Filippo Grandi, Haut Commissaire des Nations Unies pour les réfugiés :

"Y en a-t-il vraiment eu une ? Je comprends pourquoi il faut être prudent quand on aborde ces questions. Mais franchement, quand on regarde les chiffres, et regardons nos chiffres, les réfugiés déplacés représentent environ 70 millions de personnes dans le monde, 85 à 90% ne sont pas en Europe, ni en Amérique, ni en Australie, ils sont dans des pays à revenu faible ou intermédiaire. C'est donc là que se situe la crise.

Alors, bien sûr, nous avons vu des gens arriver en Europe en grand nombre à un moment donné. C'était critique et cela n'a pas été bien géré. La crise s'est alors aggravée et elle a été politisée, ce qui l'a rendue encore plus sérieuse et ce de manière irréversible."

 

Andrew Neil :

"Les responsables politiques pensaient certainement qu'il s'agissait d'une crise et ils l'ont traitée comme une crise. Dans le cas de certains responsables politiques, elle est même devenue une crise pour eux-mêmes, y compris pour Angela Merkel et l'Allemagne."

 

Filippo Grandi :

"Le problème, - et je ne vais certainement pas blâmer Angela Merkel qui a fait ce qu'il fallait à mon avis : elle a montré que l'Europe donne encore de la valeur à la solidarité - le problème, c'est que quand elle a fait cette fameuse déclaration selon laquelle les Syriens seraient les bienvenus en Allemagne - et n'oublions pas que les Syriens fuyaient une guerre atroce à l'époque -, le reste de l'Europe n'a pas suivi, le reste de l'Europe n'a pas partagé cette vision. L'Allemagne a été laissée seule avec cette responsabilité. C'était ça, le problème."
"L'échec doit être attribué à l'incapacité de l'Europe à gérer ces questions"

 

Andrew Neil :

"Et la leçon que les hommes politiques semblent en tirer, c'est qu'Angela Merkel a pris des risques. Elle a accueilli un million de réfugiés, migrants ou quel que soit leur profil. Elle était le dirigeant le plus puissant d'Europe. Et ça a pratiquement détruit sa carrière politique. C'était aussi cela la leçon tirée par le reste de l'Europe qui s'est dit alors : "Ce n'est pas ce que nous allons faire."

 

Filippo Grandi :

"Sûrement, mais je ne suis pas d'accord pour lui attribuer cet échec. L'échec doit être attribué à l'incapacité de l'Europe à gérer ces questions. Ce que je veux dire aussi, c'est que l'Europe doit s'occuper de ces questions. Premièrement, parce que l'Europe a le devoir d'accueillir les personnes qui fuient la guerre et les persécutions. Ce n'est donc pas un choix à mon avis, c'est une valeur européenne. C'est une obligation européenne, également en vertu du droit international.

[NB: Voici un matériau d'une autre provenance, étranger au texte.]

//! Join request audit.
//!
//! Every request is announced (to the group or privately to the owners),
//! then decided by the moderation core. Undecided requests stay pending.

use futures::future::join_all;
use teloxide::dispatching::{UpdateFilterExt, UpdateHandler};
use teloxide::prelude::*;
use teloxide::types::ChatJoinRequest;
use tracing::{debug, warn};

use crate::bot::dispatcher::AppState;
use crate::moderation::{AdminFacade, Decision, JoinRequest, ModerationApi};

/// Returns the handler for join requests.
pub fn handler() -> UpdateHandler<anyhow::Error> {
    Update::filter_chat_join_request().endpoint(join_request_handler)
}

async fn join_request_handler(request: ChatJoinRequest, state: AppState) -> anyhow::Result<()> {
    let join = JoinRequest::new(
        request.chat.id.0.to_string(),
        request.from.id.0.to_string(),
        request.bio.clone(),
    );

    process_join_request(
        &state.api,
        &state.admin,
        &state.owner_ids,
        &join,
        &request.from.full_name(),
    )
    .await?;
    Ok(())
}

/// Chats that receive audit notices for a group.
fn audit_targets(admin: &AdminFacade, owner_ids: &[u64], group: &str) -> Vec<String> {
    if admin.settings().audit_to_owners && !owner_ids.is_empty() {
        owner_ids.iter().map(u64::to_string).collect()
    } else {
        vec![group.to_string()]
    }
}

/// Send `text` to every target; failures are logged, not returned.
async fn broadcast<A: ModerationApi>(api: &A, targets: &[String], text: &str) {
    let results = join_all(targets.iter().map(|chat| api.notify(chat, text))).await;
    for (chat, result) in targets.iter().zip(results) {
        if let Err(e) = result {
            warn!("Failed to send join audit notice to {}: {}", chat, e);
        }
    }
}

fn audit_notice(name: &str, request: &JoinRequest) -> String {
    format!(
        "New join request\nName: {}\nID: {}\nComment: {}",
        name,
        request.user,
        request.comment().filter(|c| !c.is_empty()).unwrap_or("(none)")
    )
}

/// Announce and decide one request. Returns `None` when auditing is off.
pub async fn process_join_request<A: ModerationApi>(
    api: &A,
    admin: &AdminFacade,
    owner_ids: &[u64],
    request: &JoinRequest,
    fallback_name: &str,
) -> anyhow::Result<Option<Decision>> {
    if !admin.settings().join_audit {
        debug!(group = %request.group, "Join audit disabled, ignoring request");
        return Ok(None);
    }

    let name = match api.fetch_display_name(&request.group, &request.user).await {
        Ok(name) => name,
        Err(_) => fallback_name.to_string(),
    };

    let targets = audit_targets(admin, owner_ids, &request.group);
    broadcast(api, &targets, &audit_notice(&name, request)).await;

    let decision = admin.evaluate_join_request(request);
    let outcome = match decision {
        Decision::Reject(reason) => {
            api.respond_to_join_request(request, false, Some(reason.describe()))
                .await?;
            format!("{}, request auto-rejected", reason.describe())
        }
        Decision::Approve(_) => {
            api.respond_to_join_request(request, true, None).await?;
            "Verified, request auto-approved".to_string()
        }
        Decision::Indeterminate => return Ok(Some(decision)),
    };

    broadcast(api, &targets, &outcome).await;

    Ok(Some(decision))
}
//! Whole-document JSON file storage.
//!
//! Every save rewrites the full document through a temp file and an atomic
//! rename, so readers never observe a half-written file.

use std::ffi::OsString;
use std::fs::{self, File};
use std::io::{self, BufReader, BufWriter, Write};
use std::path::{Path, PathBuf};

use serde::Serialize;
use serde::de::DeserializeOwned;
use tracing::debug;

use crate::error::PolicyError;

/// Result of reading the document from disk.
#[derive(Debug)]
pub enum Loaded<T> {
    /// No file yet.
    Missing,
    /// File parsed.
    Parsed(T),
    /// File exists but is not a valid document.
    Malformed(serde_json::Error),
    /// File could not be read at all.
    Unreadable(io::Error),
}

/// A JSON document stored in a single file.
#[derive(Debug, Clone)]
pub struct JsonFile {
    path: PathBuf,
}

impl JsonFile {
    pub fn new(path: impl Into<PathBuf>) -> Self {
        Self { path: path.into() }
    }

    pub fn path(&self) -> &Path {
        &self.path
    }

    /// Read and parse the document.
    pub fn load<T: DeserializeOwned>(&self) -> Loaded<T> {
        let file = match File::open(&self.path) {
            Ok(file) => file,
            Err(e) if e.kind() == io::ErrorKind::NotFound => return Loaded::Missing,
            Err(e) => return Loaded::Unreadable(e),
        };

        match serde_json::from_reader(BufReader::new(file)) {
            Ok(value) => Loaded::Parsed(value),
            Err(e) if e.is_io() => Loaded::Unreadable(e.into()),
            Err(e) => Loaded::Malformed(e),
        }
    }

    /// Atomically replace the document.
    pub fn save<T: Serialize>(&self, value: &T) -> Result<(), PolicyError> {
        let body = serde_json::to_vec_pretty(value)?;
        self.write_atomic(&body).map_err(|source| PolicyError::Write {
            path: self.path.clone(),
            source,
        })?;

        debug!(path = %self.path.display(), bytes = body.len(), "Document saved");
        Ok(())
    }

    /// Move a bad document aside so it is not overwritten.
    pub fn quarantine(&self) -> io::Result<PathBuf> {
        let target = self.sibling(".corrupt");
        fs::rename(&self.path, &target)?;
        Ok(target)
    }

    fn write_atomic(&self, body: &[u8]) -> io::Result<()> {
        if let Some(parent) = self.path.parent()
            && !parent.as_os_str().is_empty()
        {
            fs::create_dir_all(parent)?;
        }

        let temp_path = self.sibling(".tmp");
        let mut writer = BufWriter::new(File::create(&temp_path)?);
        writer.write_all(body)?;
        writer.flush()?;
        writer.get_ref().sync_all()?;
        drop(writer);

        fs::rename(&temp_path, &self.path)
    }

    /// `<path><suffix>` next to the document.
    fn sibling(&self, suffix: &str) -> PathBuf {
        let mut name = OsString::from(self.path.as_os_str());
        name.push(suffix);
        PathBuf::from(name)
    }
}

#[cfg(test)]
mod tests {
    use std::collections::BTreeMap;

    use super::*;

    #[test]
    fn test_missing_then_saved() {
        let dir = tempfile::tempdir().unwrap();
        let file = JsonFile::new(dir.path().join("nested").join("doc.json"));

        assert!(matches!(file.load::<BTreeMap<String, u32>>(), Loaded::Missing));

        let mut doc = BTreeMap::new();
        doc.insert("a".to_string(), 1u32);
        file.save(&doc).unwrap();

        match file.load::<BTreeMap<String, u32>>() {
            Loaded::Parsed(loaded) => assert_eq!(loaded, doc),
            other => panic!("unexpected load result: {other:?}"),
        }
        assert!(!dir.path().join("nested").join("doc.json.tmp").exists());
    }

    #[test]
    fn test_malformed_is_quarantined() {
        let dir = tempfile::tempdir().unwrap();
        let path = dir.path().join("doc.json");
        fs::write(&path, b"{ not json").unwrap();

        let file = JsonFile::new(&path);
        assert!(matches!(file.load::<BTreeMap<String, u32>>(), Loaded::Malformed(_)));

        let moved = file.quarantine().unwrap();
        assert_eq!(moved, dir.path().join("doc.json.corrupt"));
        assert!(!path.exists());
        assert_eq!(fs::read(moved).unwrap(), b"{ not json");
    }

    #[test]
    fn test_save_reports_write_failure() {
        let dir = tempfile::tempdir().unwrap();
        let blocker = dir.path().join("blocker");
        fs::write(&blocker, b"").unwrap();

        let file = JsonFile::new(blocker.join("doc.json"));
        let err = file.save(&BTreeMap::<String, u32>::new()).unwrap_err();
        assert!(matches!(err, PolicyError::Write { .. }));
    }
}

Mais en s'y conformant, l'Europe doit être mieux organisée et c'est là que nous en revenons à la politisation. C'est devenu tellement politisé que le moindre petit bateau errant en Méditerranée avec 20 personnes à bord devient un drame européen."

 

Andrew Neil :

"Ou errant dans la Manche. Et dans ce cas, on déploie la Royal Navy ou la Royal Air Force."

 

Filippo Grandi :

"Et vous avez certainement remarqué qu'aujourd'hui, en Europe, c'est à celui qui en fera le moins possible pour accepter ces personnes et s'en occuper plutôt qu'à celui qui sera le plus généreux. C'est effectivement tout le contraire. C'est absurde ! C'est aussi une course pour en faire le moins possible et pour transmettre la responsabilité aux autres parce que c'est devenu toxique d'un point de vue politique. Et vous savez que ce discours, c'est un cercle vicieux."

 

"Il faut de la cohésion, travailler ensemble et dépolitiser l'ensemble du phénomène"

 

Andrew Neil :

"Examinons l'ampleur du problème, puis voyons ce que nous avons comme éventuelles solutions et réponses politiques. Les chiffres sont bien inférieurs à ceux de 2015 quand Angela Merkel a fait face à la situation. Le problème s'est déplacé vers l'ouest de la Méditerranée, mais ils sont aussi 85% de moins à traverser la Méditerranée, en particulier à rejoindre l'Italie. Les chiffres sont donc en baisse. Reste que l'an dernier, 117.000 migrants sont arrivés en Europe par la mer : en très grande majorité, en Italie, en Espagne et en Grèce.Plus de 2000 __sont morts lors de la traversée. C'est toujours un problème majeur non résolu."

 

Filippo Grandi :

"Bien sûr, c'est un problème majeur. Attention, je ne veux pas qu'on me comprenne mal quand je dis que ce n'est pas une crise. Je dis que ce n'est pas une crise comparée à ce que vivent le Liban ou le Bangladesh avec beaucoup moins de ressources que l'Europe..."

 

Andrew Neil :

"Et avec beaucoup plus de personnes à accueillir."

 

Filippo Grandi :

"Beaucoup, beaucoup plus. C'est une crise dans la mesure où un mort en Méditerranée, de mon point de vue, c'est déjà une crise pour l'Europe en particulier parce qu'elle a le devoir de sauver ces gens. Mais encore une fois, pour organiser les sauvetages, déléguer les débarquements, réformer le système d'asile, - et ce ne sont pas les pays qui sont en première ligne qui doivent gérer toutes ces questions, comme la Grèce, l'Italie et aujourd'hui, l'Espagne -, pour faire tout cela, il faut de la cohésion, travailler ensemble et dépolitiser l'ensemble du phénomène."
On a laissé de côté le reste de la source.